El recuerdo de esta conversación se interrumpió cuando la voz del director de la escuela sobresaltó en el aula.
—Profesor Pinales, vine a felicitarle por el progreso de su clase. ¡Recuerde motivarlos para el concurso de literatura, estoy seguro que de aquí sale un ganador!
—Gracias, señor director. Sería un gran honor que así fuera —concluyó el maestro al despedirlo.
De inmediato posó su mirada preocupada en el pequeño dibujante de nubes. Era el lector más audaz de su curso y ya se sabe que quien mucho lee, casi siempre, bien escribe. No había composición suya que no sacara un 100, pero desde que dejó de sonreír, el muchacho lucía apático y desmotivado. Pronto, un grito lo sacó de sus pensamientos.
—¡Aaaaaaayyyy! ¡Un ratón, un ratón! —gritó la niña de pelo largo. Todo el mundo se alborotó, menos la curiosidad del niño de la sonrisa perdida. Él se levantó lentamente y, como si lo llamaran, avanzó su paso siguiendo al ratón. El pequeño roedor, temblando de miedo, trepó por las patas del escritorio del profesor y se coló por una rendija dentro de la gaveta.

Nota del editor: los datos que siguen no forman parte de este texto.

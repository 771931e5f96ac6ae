//! Cancellable repeating timer.
//!
//! A [`ContextTimer`] runs its callback as a tokio task. Before each call the
//! interval function is asked how long to wait, given the number of calls so
//! far; returning less than one nanosecond is an invalid interval and stops
//! the timer. The callback keeps the timer running by returning `Ok(true)`;
//! `Ok(false)` or any error stops it.

use futures::future::BoxFuture;
use parking_lot::Mutex;
use std::sync::Arc;
use std::time::Duration;
use tokio::task::JoinHandle;
use tokio_util::sync::CancellationToken;
use tracing::{debug, trace, warn};

use crate::TimerId;

/// Callback of a timer; receives the call count (starting at 0).
pub type TimerCallback =
    Arc<dyn Fn(u64) -> BoxFuture<'static, Result<bool, TimerError>> + Send + Sync>;

/// Wait before the call with the given count.
pub type IntervalFunc = Arc<dyn Fn(u64) -> Duration + Send + Sync>;

/// Timer errors.
#[derive(Debug, Clone, PartialEq, Eq, thiserror::Error)]
pub enum TimerError {
    /// Returned by a callback to stop the timer.
    #[error("stop timer")]
    Stop,

    /// The interval function returned less than one nanosecond.
    #[error("invalid interval, {0:?}")]
    InvalidInterval(Duration),

    /// The timer id is not registered.
    #[error("unknown timer, {0}")]
    UnknownTimer(TimerId),

    /// Callback failure; stops the timer.
    #[error("timer callback: {0}")]
    Callback(String),
}

struct Running {
    cancel: CancellationToken,
    handle: JoinHandle<()>,
}

/// A repeating timer that can be started and stopped.
pub struct ContextTimer {
    id: TimerId,
    interval: IntervalFunc,
    callback: TimerCallback,
    running: Mutex<Option<Running>>,
}

impl ContextTimer {
    /// Create a stopped timer.
    pub fn new(id: TimerId, interval: IntervalFunc, callback: TimerCallback) -> Self {
        Self {
            id,
            interval,
            callback,
            running: Mutex::new(None),
        }
    }

    /// Timer id.
    pub fn id(&self) -> &TimerId {
        &self.id
    }

    /// Whether the timer task is running.
    pub fn is_started(&self) -> bool {
        self.running
            .lock()
            .as_ref()
            .map(|r| !r.handle.is_finished())
            .unwrap_or(false)
    }

    /// Start the timer. Returns `false` if it was already running.
    pub fn start(&self) -> bool {
        let mut running = self.running.lock();
        if let Some(r) = running.as_ref() {
            if !r.handle.is_finished() {
                return false;
            }
        }

        let cancel = CancellationToken::new();
        let handle = tokio::spawn(run(
            self.id.clone(),
            self.interval.clone(),
            self.callback.clone(),
            cancel.clone(),
        ));

        *running = Some(Running { cancel, handle });
        trace!(id = %self.id, "timer started");
        true
    }

    /// Stop the timer. Returns `false` if it was not running.
    pub fn stop(&self) -> bool {
        match self.running.lock().take() {
            Some(r) => {
                r.cancel.cancel();
                r.handle.abort();
                trace!(id = %self.id, "timer stopped");
                true
            }
            None => false,
        }
    }
}

impl Drop for ContextTimer {
    fn drop(&mut self) {
        self.stop();
    }
}

async fn run(id: TimerId, interval: IntervalFunc, callback: TimerCallback, cancel: CancellationToken) {
    let mut count = 0u64;

    loop {
        let wait = interval(count);
        if wait < Duration::from_nanos(1) {
            warn!(id = %id, count, error = %TimerError::InvalidInterval(wait), "timer stopped");
            return;
        }

        tokio::select! {
            _ = cancel.cancelled() => return,
            _ = tokio::time::sleep(wait) => {}
        }

        match callback(count).await {
            Ok(true) => {}
            Ok(false) | Err(TimerError::Stop) => {
                debug!(id = %id, count, "timer finished");
                return;
            }
            Err(e) => {
                warn!(id = %id, count, error = %e, "timer callback failed; timer stopped");
                return;
            }
        }

        count += 1;
    }
}
//! Value encoders.

use serde::de::DeserializeOwned;
use serde::Serialize;
use std::io::Write;

/// Encoding failures.
#[derive(Debug, thiserror::Error)]
pub enum EncodeError {
    #[error("encode: {0}")]
    Encode(String),

    #[error("decode: {0}")]
    Decode(String),

    #[error("io: {0}")]
    Io(#[from] std::io::Error),
}

/// Marshals values into bytes and back.
///
/// Block items are written either as one encoded value per file or as one
/// encoded value per line, so an encoder also names the file extensions it
/// produces.
pub trait Encoder: Clone + Send + Sync + 'static {
    /// Name of the encoding.
    fn hint(&self) -> &'static str;

    /// Encode one value.
    fn marshal<T: Serialize + ?Sized>(&self, value: &T) -> Result<Vec<u8>, EncodeError>;

    /// Decode one value.
    fn unmarshal<T: DeserializeOwned>(&self, b: &[u8]) -> Result<T, EncodeError>;

    /// File extension for a single value (`list == false`) or one value per
    /// line (`list == true`).
    fn extension(&self, list: bool) -> &'static str;

    /// Encode `value` followed by a newline.
    fn encode_line<W: Write, T: Serialize + ?Sized>(
        &self,
        w: &mut W,
        value: &T,
    ) -> Result<(), EncodeError> {
        let b = self.marshal(value)?;
        w.write_all(&b)?;
        w.write_all(b"\n")?;
        Ok(())
    }
}

/// JSON via `serde_json`.
#[derive(Debug, Clone, Copy, Default, PartialEq, Eq)]
pub struct JsonEncoder;

impl Encoder for JsonEncoder {
    fn hint(&self) -> &'static str {
        "json"
    }

    fn marshal<T: Serialize + ?Sized>(&self, value: &T) -> Result<Vec<u8>, EncodeError> {
        serde_json::to_vec(value).map_err(|e| EncodeError::Encode(e.to_string()))
    }

    fn unmarshal<T: DeserializeOwned>(&self, b: &[u8]) -> Result<T, EncodeError> {
        serde_json::from_slice(b).map_err(|e| EncodeError::Decode(e.to_string()))
    }

    fn extension(&self, list: bool) -> &'static str {
        if list {
            ".ndjson"
        } else {
            ".json"
        }
    }
}

#[cfg(test)]
mod tests {
    use super::*;
    use isaac_types::{Height, Point, Round};

    #[test]
    fn test_json_lines() {
        let enc = JsonEncoder;
        let mut buf = Vec::new();
        for r in 0..3 {
            enc.encode_line(&mut buf, &Point::new(Height(33), Round(r)))
                .unwrap();
        }

        let points: Vec<Point> = buf
            .split(|b| *b == b'\n')
            .filter(|l| !l.is_empty())
            .map(|l| enc.unmarshal(l).unwrap())
            .collect();
        assert_eq!(points.len(), 3);
        assert_eq!(points[2], Point::new(Height(33), Round(2)));
    }

    #[test]
    fn test_decode_error() {
        let err = JsonEncoder.unmarshal::<Point>(b"{not json").unwrap_err();
        assert!(matches!(err, EncodeError::Decode(_)));
        assert_eq!(JsonEncoder.extension(true), ".ndjson");
    }
}
//! Fixed merkle tree over operation and state hashes.
//!
//! The manifest commits to the operations and states of a block through the
//! roots of two fixed trees. Trees are written to block storage as their leaf
//! nodes, one per line, so a reader can rebuild the root and produce
//! inclusion proofs (used by suffrage proofs).
//!
//! # Performance
//!
//! - Tree construction: O(n) hashes for n leaves
//! - Proof generation: O(log n)
//! - Proof verification: O(log n) hashes

use crate::Hash;
use serde::{Deserialize, Serialize};

/// Hint written on the first line of an encoded tree.
pub const FIXED_TREE_HINT: &str = "fixedtree-v0.0.1";

/// A leaf of a fixed tree.
#[derive(Debug, Clone, PartialEq, Eq, Serialize, Deserialize)]
pub struct FixedTreeNode {
    /// Position in the tree (0-based).
    pub index: u64,
    /// Key of the leaf (operation fact hash or state key).
    pub key: String,
    /// Leaf hash.
    pub hash: Hash,
}

/// Inclusion proof for one leaf.
#[derive(Debug, Clone, PartialEq, Eq, Serialize, Deserialize)]
pub struct FixedTreeProof {
    /// Leaf the proof is for.
    pub node: FixedTreeNode,
    /// Sibling hashes from leaf to root.
    pub siblings: Vec<Hash>,
}

impl FixedTreeProof {
    /// Verify the leaf is included under `root`.
    pub fn verify(&self, root: &Hash) -> bool {
        let mut current = self.node.hash;
        let mut index = self.node.index;

        for sibling in &self.siblings {
            current = if index % 2 == 0 {
                hash_pair(&current, sibling)
            } else {
                hash_pair(sibling, &current)
            };
            index /= 2;
        }

        current == *root
    }
}

/// A complete fixed tree.
#[derive(Debug, Clone, PartialEq, Eq)]
pub struct FixedTree {
    nodes: Vec<FixedTreeNode>,
    levels: Vec<Vec<Hash>>,
}

#[inline]
fn hash_pair(left: &Hash, right: &Hash) -> Hash {
    let mut data = [0u8; 64];
    data[..32].copy_from_slice(left.as_bytes());
    data[32..].copy_from_slice(right.as_bytes());
    Hash::from_bytes(&data)
}

/// Build every level bottom-up, padding the leaf level to a power of two.
fn build_levels(leaves: &[Hash]) -> Vec<Vec<Hash>> {
    if leaves.is_empty() {
        return vec![vec![Hash::ZERO]];
    }

    let n = leaves.len().next_power_of_two();
    let mut level = leaves.to_vec();
    level.resize(n, Hash::ZERO);

    let mut levels = vec![level];
    while levels[levels.len() - 1].len() > 1 {
        let prev = &levels[levels.len() - 1];
        let next = prev
            .chunks(2)
            .map(|pair| hash_pair(&pair[0], &pair[1]))
            .collect();
        levels.push(next);
    }
    levels
}

impl FixedTree {
    /// Build a tree from `(key, hash)` leaves in order.
    pub fn new(leaves: Vec<(String, Hash)>) -> Self {
        let nodes: Vec<FixedTreeNode> = leaves
            .into_iter()
            .enumerate()
            .map(|(i, (key, hash))| FixedTreeNode {
                index: i as u64,
                key,
                hash,
            })
            .collect();

        Self::build(nodes)
    }

    /// Rebuild a tree from decoded nodes; indices must be `0..n` in order.
    pub fn from_nodes(nodes: Vec<FixedTreeNode>) -> Result<Self, String> {
        for (i, node) in nodes.iter().enumerate() {
            if node.index != i as u64 {
                return Err(format!("wrong index, {} at position {}", node.index, i));
            }
        }
        Ok(Self::build(nodes))
    }

    fn build(nodes: Vec<FixedTreeNode>) -> Self {
        let leaves: Vec<Hash> = nodes.iter().map(|n| n.hash).collect();
        let levels = build_levels(&leaves);
        Self { nodes, levels }
    }

    /// Merkle root; [`Hash::ZERO`] for an empty tree.
    pub fn root(&self) -> Hash {
        self.levels
            .last()
            .and_then(|l| l.first())
            .copied()
            .unwrap_or(Hash::ZERO)
    }

    /// Leaves.
    pub fn nodes(&self) -> &[FixedTreeNode] {
        &self.nodes
    }

    /// Number of leaves.
    pub fn len(&self) -> usize {
        self.nodes.len()
    }

    /// Whether the tree has no leaves.
    pub fn is_empty(&self) -> bool {
        self.nodes.is_empty()
    }

    /// Inclusion proof of the leaf with `key`.
    pub fn proof(&self, key: &str) -> Option<FixedTreeProof> {
        let node = self.nodes.iter().find(|n| n.key == key)?.clone();

        let mut idx = node.index as usize;
        let mut siblings = Vec::with_capacity(self.levels.len());
        for level in &self.levels[..self.levels.len() - 1] {
            let sibling = if idx % 2 == 0 { idx + 1 } else { idx - 1 };
            siblings.push(level[sibling]);
            idx /= 2;
        }

        Some(FixedTreeProof { node, siblings })
    }
}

Por allí miró el muchacho, apoyándose en su mano derecha. Con la mano izquierda en la frente intentaba mirar dentro del hueco de la nueva ratonera, pero estaba oscuro y fue preciso adaptar las pupilas pestañeando varias veces. Con su mano izquierda, la que de verdad tenía conectada al corazón, intentaba mirar mejor. Las bocas abiertas de niñas y niños no dejaban pasar palabras de asombro, horror o miedo. De repente, ¡el muchacho metió la mano y todos los ojos del aula se miraron asustados!
Advirtiendo el peligro (de que el estudiante alcanzara una enfermedad o una mordida en vez de a un ratón), el profesor se acercó para tirarle del brazo. Pero su iniciativa llegó demasiado tarde al hueco. El niño metió su mano izquierda hasta el fondo, sin embargo, en vez de un ratón lo que apareció entre sus dedos fue un libro azul, un libro pequeñito que a pesar de lucir muy maltratado, también lucía el color de un afecto especial.
Era el libro que meses antes había acompañado al alumno a todas partes. Por éste, cambió completamente. Nadie reparó en su ausencia porque desconocían la relación entre niño y libro, hasta que…
—¡Ja, ja, ja! —subió hasta las nubes amigas la risa ronquita del muchacho que pasaba las páginas del libro por ante sus ojos con verdadero gozo.
En las caras de sus compañeros de curso, primero se inmovilizó la sorpresa, pero después empezaron a brincar como si hubieran declarado la semana de vacaciones. ¡El niño rió de nuevo! ¡Se había recuperado la sonrisa! Rápidamente había huido la indiferencia, la preocupación y el mal humor.
El profesor contuvo su emoción al advertir que su alumno había sido atrapado por la magia de la lectura. Al perder su libro, la apatía, el aburrimiento, le lastimaron; perdió interés en las cosas. No se daba cuenta de que frase tras frase, concepto tras concepto, la lectura nos regala la comprensión del lenguaje a través de la imaginación y la fantasía.
Gracias a la reaparición de su libro, retornó la sonrisa, esa que ahora lucía el pequeño de oreja a oreja, compartiéndola con sus compañeritos, con su lápiz feliz y con sus amigas las nubes, que lentamente giraron en el cielo.